*** Opening Data ***

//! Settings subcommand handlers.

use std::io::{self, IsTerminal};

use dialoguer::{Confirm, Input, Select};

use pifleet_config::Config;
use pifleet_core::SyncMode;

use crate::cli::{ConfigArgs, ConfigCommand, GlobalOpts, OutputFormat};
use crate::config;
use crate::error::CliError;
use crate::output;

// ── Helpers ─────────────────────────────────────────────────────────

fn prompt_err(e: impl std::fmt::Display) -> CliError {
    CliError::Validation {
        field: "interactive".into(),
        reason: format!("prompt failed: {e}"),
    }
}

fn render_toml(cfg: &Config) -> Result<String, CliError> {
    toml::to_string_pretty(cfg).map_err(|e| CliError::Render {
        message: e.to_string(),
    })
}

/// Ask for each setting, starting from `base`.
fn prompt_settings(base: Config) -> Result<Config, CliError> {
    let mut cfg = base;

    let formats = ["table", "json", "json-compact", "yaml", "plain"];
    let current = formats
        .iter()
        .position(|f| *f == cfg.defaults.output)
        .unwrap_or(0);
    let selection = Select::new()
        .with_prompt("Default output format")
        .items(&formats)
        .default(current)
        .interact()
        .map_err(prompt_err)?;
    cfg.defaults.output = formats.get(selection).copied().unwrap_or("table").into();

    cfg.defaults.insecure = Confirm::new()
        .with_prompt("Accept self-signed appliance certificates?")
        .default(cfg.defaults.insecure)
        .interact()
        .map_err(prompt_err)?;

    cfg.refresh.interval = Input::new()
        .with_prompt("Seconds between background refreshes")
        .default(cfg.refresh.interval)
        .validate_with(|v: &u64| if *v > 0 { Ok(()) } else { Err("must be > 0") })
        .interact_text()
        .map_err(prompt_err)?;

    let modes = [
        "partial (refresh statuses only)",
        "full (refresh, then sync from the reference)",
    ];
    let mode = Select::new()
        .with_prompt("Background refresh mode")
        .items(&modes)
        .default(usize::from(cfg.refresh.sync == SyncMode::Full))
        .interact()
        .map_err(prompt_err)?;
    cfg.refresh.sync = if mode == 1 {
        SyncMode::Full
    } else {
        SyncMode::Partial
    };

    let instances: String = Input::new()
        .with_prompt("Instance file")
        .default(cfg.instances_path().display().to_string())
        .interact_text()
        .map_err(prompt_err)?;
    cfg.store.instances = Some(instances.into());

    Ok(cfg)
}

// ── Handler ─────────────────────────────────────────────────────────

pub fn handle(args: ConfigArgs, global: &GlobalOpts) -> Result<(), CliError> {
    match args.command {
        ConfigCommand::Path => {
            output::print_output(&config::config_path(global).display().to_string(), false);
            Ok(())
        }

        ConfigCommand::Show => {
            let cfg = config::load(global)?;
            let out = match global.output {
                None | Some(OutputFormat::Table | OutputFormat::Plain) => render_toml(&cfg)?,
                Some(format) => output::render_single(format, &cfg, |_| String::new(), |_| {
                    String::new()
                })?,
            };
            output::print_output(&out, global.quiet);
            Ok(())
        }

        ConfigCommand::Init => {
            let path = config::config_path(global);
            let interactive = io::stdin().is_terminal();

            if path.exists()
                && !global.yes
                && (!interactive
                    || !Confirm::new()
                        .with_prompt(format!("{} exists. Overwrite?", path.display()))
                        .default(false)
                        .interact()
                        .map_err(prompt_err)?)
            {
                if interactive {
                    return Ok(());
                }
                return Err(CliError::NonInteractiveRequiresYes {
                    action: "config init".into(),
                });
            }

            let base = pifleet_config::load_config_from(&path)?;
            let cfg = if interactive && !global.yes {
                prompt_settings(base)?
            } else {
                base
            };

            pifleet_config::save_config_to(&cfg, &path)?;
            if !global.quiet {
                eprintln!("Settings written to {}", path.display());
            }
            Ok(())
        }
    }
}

*** Closing Data ***
*** Opening Data ***

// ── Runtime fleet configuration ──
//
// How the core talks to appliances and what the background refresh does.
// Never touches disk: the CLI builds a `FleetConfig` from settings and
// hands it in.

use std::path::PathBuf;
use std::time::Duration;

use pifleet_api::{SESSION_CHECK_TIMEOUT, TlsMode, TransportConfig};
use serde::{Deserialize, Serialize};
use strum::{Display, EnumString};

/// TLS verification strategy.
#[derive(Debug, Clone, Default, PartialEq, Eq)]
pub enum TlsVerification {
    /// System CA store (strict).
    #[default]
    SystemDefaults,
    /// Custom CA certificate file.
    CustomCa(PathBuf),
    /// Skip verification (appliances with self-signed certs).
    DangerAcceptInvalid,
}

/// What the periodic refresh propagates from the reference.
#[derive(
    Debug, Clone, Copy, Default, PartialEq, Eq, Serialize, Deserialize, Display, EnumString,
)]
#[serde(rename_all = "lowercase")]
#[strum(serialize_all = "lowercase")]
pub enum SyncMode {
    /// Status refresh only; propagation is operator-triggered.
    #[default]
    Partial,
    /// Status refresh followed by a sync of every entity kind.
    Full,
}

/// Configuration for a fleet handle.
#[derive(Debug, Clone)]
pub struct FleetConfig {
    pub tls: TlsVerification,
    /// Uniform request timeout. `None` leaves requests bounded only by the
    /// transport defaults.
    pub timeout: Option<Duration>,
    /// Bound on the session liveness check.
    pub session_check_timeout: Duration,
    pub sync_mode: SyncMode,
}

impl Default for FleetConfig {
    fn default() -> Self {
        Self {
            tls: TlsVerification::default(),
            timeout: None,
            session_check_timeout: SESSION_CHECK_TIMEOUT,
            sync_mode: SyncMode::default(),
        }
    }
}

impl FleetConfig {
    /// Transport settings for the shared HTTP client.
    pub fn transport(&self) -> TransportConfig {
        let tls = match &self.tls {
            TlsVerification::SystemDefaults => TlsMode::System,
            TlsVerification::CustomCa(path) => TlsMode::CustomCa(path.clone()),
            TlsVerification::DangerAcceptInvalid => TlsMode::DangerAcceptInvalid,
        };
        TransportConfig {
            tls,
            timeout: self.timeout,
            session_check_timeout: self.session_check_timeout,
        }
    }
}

*** Closing Data ***

_Work item_
Search the lines above for the string "appliances" and copy each line that has it.

_Result of the task_
// How the core talks to appliances and what the background refresh does.
    /// Skip verification (appliances with self-signed certs).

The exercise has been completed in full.